Stored entries:
▼
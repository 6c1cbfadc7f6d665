//! Behavior-driven tests for checkpointed progress and resume.
//!
//! These tests verify HOW an interrupted screen picks up where it
//! stopped: the resume offset, preserved ordering, and report
//! reconstruction by replaying the log.

use std::sync::Arc;

use tickersift_core::{
    FilterCriteria, FilterReport, LiquidityFilter, ProgressLog, ProgressRecord, QuoteSnapshot,
    Symbol,
};
use tickersift_tests::{instant_policy, symbols, FetchPlan, StubFetcher};

fn criteria() -> FilterCriteria {
    FilterCriteria::new(100e6, 1.0, 100_000.0)
}

fn liquid_quote() -> FetchPlan {
    FetchPlan::Quote {
        market_cap: 5e9,
        price: 50.0,
        volume: 2_000_000.0,
    }
}

fn accepted_record(ticker: &str) -> ProgressRecord {
    ProgressRecord::accepted(&QuoteSnapshot::new(
        Symbol::parse(ticker).expect("symbol"),
        1e9,
        10.0,
        500_000.0,
        "Technology",
        "Software",
    ))
}

#[tokio::test]
async fn when_log_has_k_records_rerun_processes_only_the_tail() {
    // Given: a five-symbol universe and a log covering the first two
    let dir = tempfile::tempdir().expect("tempdir");
    let path = dir.path().join("progress_log.csv");
    {
        let mut log = ProgressLog::load(&path).expect("load");
        log.append(accepted_record("AAA"));
        log.append(accepted_record("BBB"));
        log.flush().expect("flush seed records");
    }

    let fetcher = Arc::new(StubFetcher::new([
        ("CCC", liquid_quote()),
        ("DDD", liquid_quote()),
        ("EEE", liquid_quote()),
    ]));
    let filter = LiquidityFilter::new(fetcher.clone(), criteria(), instant_policy(3))
        .expect("valid filter");
    let universe = symbols(&["AAA", "BBB", "CCC", "DDD", "EEE"]);

    // When: the screen reruns against the same universe
    let mut log = ProgressLog::load(&path).expect("reload");
    let report = filter.run(&universe, &mut log).await;

    // Then: only the unprocessed tail was fetched
    assert_eq!(fetcher.calls(), vec!["CCC", "DDD", "EEE"]);

    // And: accepted order is checkpoint records then new ones
    let accepted: Vec<&str> = report
        .accepted
        .iter()
        .map(|s| s.symbol.as_str())
        .collect();
    assert_eq!(accepted, vec!["AAA", "BBB", "CCC", "DDD", "EEE"]);
    assert_eq!(report.processed, 5);
}

#[tokio::test]
async fn when_log_already_covers_the_universe_nothing_is_fetched() {
    // Given: a log as long as the input
    let dir = tempfile::tempdir().expect("tempdir");
    let path = dir.path().join("progress_log.csv");
    {
        let mut log = ProgressLog::load(&path).expect("load");
        log.append(accepted_record("AAA"));
        log.append(accepted_record("BBB"));
        log.flush().expect("flush");
    }

    let fetcher = Arc::new(StubFetcher::new([]));
    let filter = LiquidityFilter::new(fetcher.clone(), criteria(), instant_policy(3))
        .expect("valid filter");

    // When: the screen reruns
    let mut log = ProgressLog::load(&path).expect("reload");
    let report = filter.run(&symbols(&["AAA", "BBB"]), &mut log).await;

    // Then: the report comes entirely from the log
    assert!(fetcher.calls().is_empty());
    assert_eq!(report.accepted.len(), 2);
}

#[tokio::test]
async fn every_outcome_lands_in_the_log_in_processing_order() {
    // Given: a universe with one of each disposition
    let fetcher = Arc::new(StubFetcher::new([
        ("GOOD", liquid_quote()),
        (
            "THIN",
            FetchPlan::Quote {
                market_cap: 5e9,
                price: 50.0,
                volume: 10.0,
            },
        ),
        (
            "EMPTY",
            FetchPlan::Quote {
                market_cap: 0.0,
                price: 0.0,
                volume: 0.0,
            },
        ),
    ]));
    let filter =
        LiquidityFilter::new(fetcher, criteria(), instant_policy(3)).expect("valid filter");
    let dir = tempfile::tempdir().expect("tempdir");
    let path = dir.path().join("progress_log.csv");
    let mut log = ProgressLog::load(&path).expect("load");

    // When: the screen runs, then the log is reloaded from disk
    filter
        .run(&symbols(&["GOOD", "THIN", "EMPTY", "GONE"]), &mut log)
        .await;
    let reloaded = ProgressLog::load(&path).expect("reload");

    // Then: one row per symbol, in input order, failures included
    let tickers: Vec<&str> = reloaded
        .records()
        .iter()
        .map(|r| r.ticker.as_str())
        .collect();
    assert_eq!(tickers, vec!["GOOD", "THIN", "EMPTY", "GONE"]);
}

#[tokio::test]
async fn replaying_the_log_reproduces_the_original_report() {
    // Given: a completed screen over a mixed universe
    let fetcher = Arc::new(StubFetcher::new([
        ("GOOD", liquid_quote()),
        (
            "THIN",
            FetchPlan::Quote {
                market_cap: 5e9,
                price: 50.0,
                volume: 10.0,
            },
        ),
    ]));
    let filter =
        LiquidityFilter::new(fetcher, criteria(), instant_policy(3)).expect("valid filter");
    let dir = tempfile::tempdir().expect("tempdir");
    let path = dir.path().join("progress_log.csv");
    let mut log = ProgressLog::load(&path).expect("load");
    let live_report = filter.run(&symbols(&["GOOD", "THIN", "GONE"]), &mut log).await;

    // When: the log is reloaded and replayed offline
    let reloaded = ProgressLog::load(&path).expect("reload");
    let replayed = FilterReport::from_records(reloaded.records());

    // Then: the replay matches the report produced by the live run
    assert_eq!(replayed, live_report);
}

#[tokio::test]
async fn unwritable_log_never_blocks_the_screen() {
    // Given: a log path inside a directory that does not exist, so every
    // flush fails
    let dir = tempfile::tempdir().expect("tempdir");
    let path = dir.path().join("missing").join("progress_log.csv");
    let mut log = ProgressLog::load(&path).expect("load never touches disk");

    let fetcher = Arc::new(StubFetcher::new([
        ("GOOD", liquid_quote()),
        (
            "THIN",
            FetchPlan::Quote {
                market_cap: 5e9,
                price: 50.0,
                volume: 10.0,
            },
        ),
    ]));
    let filter = LiquidityFilter::new(fetcher, criteria(), instant_policy(3))
        .expect("valid filter")
        .with_checkpoint_interval(1);

    // When: the screen runs
    let report = filter
        .run(&symbols(&["GOOD", "THIN", "GONE"]), &mut log)
        .await;

    // Then: nothing reached disk, but every symbol's outcome is in the
    // report
    assert!(!path.exists());
    assert_eq!(report.processed, 3);
    assert_eq!(report.accepted.len(), 1);
    assert_eq!(report.accepted[0].symbol.as_str(), "GOOD");
    assert_eq!(report.rejected.volume, 1);
    assert_eq!(report.failed, vec!["GONE"]);

    // And: the in-memory log still holds all three records
    assert_eq!(log.len(), 3);
}

#[tokio::test]
async fn small_checkpoint_interval_does_not_duplicate_rows() {
    // Given: a flush after every symbol
    let fetcher = Arc::new(StubFetcher::new([
        ("AAA", liquid_quote()),
        ("BBB", liquid_quote()),
        ("CCC", liquid_quote()),
    ]));
    let filter = LiquidityFilter::new(fetcher, criteria(), instant_policy(3))
        .expect("valid filter")
        .with_checkpoint_interval(1);
    let dir = tempfile::tempdir().expect("tempdir");
    let path = dir.path().join("progress_log.csv");
    let mut log = ProgressLog::load(&path).expect("load");

    // When: the screen runs
    filter.run(&symbols(&["AAA", "BBB", "CCC"]), &mut log).await;

    // Then: the file holds a single header and one row per symbol
    let contents = std::fs::read_to_string(&path).expect("read log");
    assert_eq!(contents.lines().count(), 4, "header plus three rows");
    assert_eq!(ProgressLog::load(&path).expect("reload").len(), 3);
}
▲
### WHAT TO PRODUCE
Retype each record above so that every word stays exactly the same.

### WRITTEN SOLUTION
repository 6c1cbfadc7f6d665
//! Behavior-driven tests for checkpointed progress and resume.
//!
//! These tests verify HOW an interrupted screen picks up where it
//! stopped: the resume offset, preserved ordering, and report
//! reconstruction by replaying the log.

use std::sync::Arc;

use tickersift_core::{
    FilterCriteria, FilterReport, LiquidityFilter, ProgressLog, ProgressRecord, QuoteSnapshot,
    Symbol,
};
use tickersift_tests::{instant_policy, symbols, FetchPlan, StubFetcher};

fn criteria() -> FilterCriteria {
    FilterCriteria::new(100e6, 1.0, 100_000.0)
}

fn liquid_quote() -> FetchPlan {
    FetchPlan::Quote {
        market_cap: 5e9,
        price: 50.0,
        volume: 2_000_000.0,
    }
}

fn accepted_record(ticker: &str) -> ProgressRecord {
    ProgressRecord::accepted(&QuoteSnapshot::new(
        Symbol::parse(ticker).expect("symbol"),
        1e9,
        10.0,
        500_000.0,
        "Technology",
        "Software",
    ))
}

#[tokio::test]
async fn when_log_has_k_records_rerun_processes_only_the_tail() {
    // Given: a five-symbol universe and a log covering the first two
    let dir = tempfile::tempdir().expect("tempdir");
    let path = dir.path().join("progress_log.csv");
    {
        let mut log = ProgressLog::load(&path).expect("load");
        log.append(accepted_record("AAA"));
        log.append(accepted_record("BBB"));
        log.flush().expect("flush seed records");
    }

    let fetcher = Arc::new(StubFetcher::new([
        ("CCC", liquid_quote()),
        ("DDD", liquid_quote()),
        ("EEE", liquid_quote()),
    ]));
    let filter = LiquidityFilter::new(fetcher.clone(), criteria(), instant_policy(3))
        .expect("valid filter");
    let universe = symbols(&["AAA", "BBB", "CCC", "DDD", "EEE"]);

    // When: the screen reruns against the same universe
    let mut log = ProgressLog::load(&path).expect("reload");
    let report = filter.run(&universe, &mut log).await;

    // Then: only the unprocessed tail was fetched
    assert_eq!(fetcher.calls(), vec!["CCC", "DDD", "EEE"]);

    // And: accepted order is checkpoint records then new ones
    let accepted: Vec<&str> = report
        .accepted
        .iter()
        .map(|s| s.symbol.as_str())
        .collect();
    assert_eq!(accepted, vec!["AAA", "BBB", "CCC", "DDD", "EEE"]);
    assert_eq!(report.processed, 5);
}

#[tokio::test]
async fn when_log_already_covers_the_universe_nothing_is_fetched() {
    // Given: a log as long as the input
    let dir = tempfile::tempdir().expect("tempdir");
    let path = dir.path().join("progress_log.csv");
    {
        let mut log = ProgressLog::load(&path).expect("load");
        log.append(accepted_record("AAA"));
        log.append(accepted_record("BBB"));
        log.flush().expect("flush");
    }

    let fetcher = Arc::new(StubFetcher::new([]));
    let filter = LiquidityFilter::new(fetcher.clone(), criteria(), instant_policy(3))
        .expect("valid filter");

    // When: the screen reruns
    let mut log = ProgressLog::load(&path).expect("reload");
    let report = filter.run(&symbols(&["AAA", "BBB"]), &mut log).await;

    // Then: the report comes entirely from the log
    assert!(fetcher.calls().is_empty());
    assert_eq!(report.accepted.len(), 2);
}

#[tokio::test]
async fn every_outcome_lands_in_the_log_in_processing_order() {
    // Given: a universe with one of each disposition
    let fetcher = Arc::new(StubFetcher::new([
        ("GOOD", liquid_quote()),
        (
            "THIN",
            FetchPlan::Quote {
                market_cap: 5e9,
                price: 50.0,
                volume: 10.0,
            },
        ),
        (
            "EMPTY",
            FetchPlan::Quote {
                market_cap: 0.0,
                price: 0.0,
                volume: 0.0,
            },
        ),
    ]));
    let filter =
        LiquidityFilter::new(fetcher, criteria(), instant_policy(3)).expect("valid filter");
    let dir = tempfile::tempdir().expect("tempdir");
    let path = dir.path().join("progress_log.csv");
    let mut log = ProgressLog::load(&path).expect("load");

    // When: the screen runs, then the log is reloaded from disk
    filter
        .run(&symbols(&["GOOD", "THIN", "EMPTY", "GONE"]), &mut log)
        .await;
    let reloaded = ProgressLog::load(&path).expect("reload");

    // Then: one row per symbol, in input order, failures included
    let tickers: Vec<&str> = reloaded
        .records()
        .iter()
        .map(|r| r.ticker.as_str())
        .collect();
    assert_eq!(tickers, vec!["GOOD", "THIN", "EMPTY", "GONE"]);
}

#[tokio::test]
async fn replaying_the_log_reproduces_the_original_report() {
    // Given: a completed screen over a mixed universe
    let fetcher = Arc::new(StubFetcher::new([
        ("GOOD", liquid_quote()),
        (
            "THIN",
            FetchPlan::Quote {
                market_cap: 5e9,
                price: 50.0,
                volume: 10.0,
            },
        ),
    ]));
    let filter =
        LiquidityFilter::new(fetcher, criteria(), instant_policy(3)).expect("valid filter");
    let dir = tempfile::tempdir().expect("tempdir");
    let path = dir.path().join("progress_log.csv");
    let mut log = ProgressLog::load(&path).expect("load");
    let live_report = filter.run(&symbols(&["GOOD", "THIN", "GONE"]), &mut log).await;

    // When: the log is reloaded and replayed offline
    let reloaded = ProgressLog::load(&path).expect("reload");
    let replayed = FilterReport::from_records(reloaded.records());

    // Then: the replay matches the report produced by the live run
    assert_eq!(replayed, live_report);
}

#[tokio::test]
async fn unwritable_log_never_blocks_the_screen() {
    // Given: a log path inside a directory that does not exist, so every
    // flush fails
    let dir = tempfile::tempdir().expect("tempdir");
    let path = dir.path().join("missing").join("progress_log.csv");
    let mut log = ProgressLog::load(&path).expect("load never touches disk");

    let fetcher = Arc::new(StubFetcher::new([
        ("GOOD", liquid_quote()),
        (
            "THIN",
            FetchPlan::Quote {
                market_cap: 5e9,
                price: 50.0,
                volume: 10.0,
            },
        ),
    ]));
    let filter = LiquidityFilter::new(fetcher, criteria(), instant_policy(3))
        .expect("valid filter")
        .with_checkpoint_interval(1);

    // When: the screen runs
    let report = filter
        .run(&symbols(&["GOOD", "THIN", "GONE"]), &mut log)
        .await;

    // Then: nothing reached disk, but every symbol's outcome is in the
    // report
    assert!(!path.exists());
    assert_eq!(report.processed, 3);
    assert_eq!(report.accepted.len(), 1);
    assert_eq!(report.accepted[0].symbol.as_str(), "GOOD");
    assert_eq!(report.rejected.volume, 1);
    assert_eq!(report.failed, vec!["GONE"]);

    // And: the in-memory log still holds all three records
    assert_eq!(log.len(), 3);
}

#[tokio::test]
async fn small_checkpoint_interval_does_not_duplicate_rows() {
    // Given: a flush after every symbol
    let fetcher = Arc::new(StubFetcher::new([
        ("AAA", liquid_quote()),
        ("BBB", liquid_quote()),
        ("CCC", liquid_quote()),
    ]));
    let filter = LiquidityFilter::new(fetcher, criteria(), instant_policy(3))
        .expect("valid filter")
        .with_checkpoint_interval(1);
    let dir = tempfile::tempdir().expect("tempdir");
    let path = dir.path().join("progress_log.csv");
    let mut log = ProgressLog::load(&path).expect("load");

    // When: the screen runs
    filter.run(&symbols(&["AAA", "BBB", "CCC"]), &mut log).await;

    // Then: the file holds a single header and one row per symbol
    let contents = std::fs::read_to_string(&path).expect("read log");
    assert_eq!(contents.lines().count(), 4, "header plus three rows");
    assert_eq!(ProgressLog::load(&path).expect("reload").len(), 3);
}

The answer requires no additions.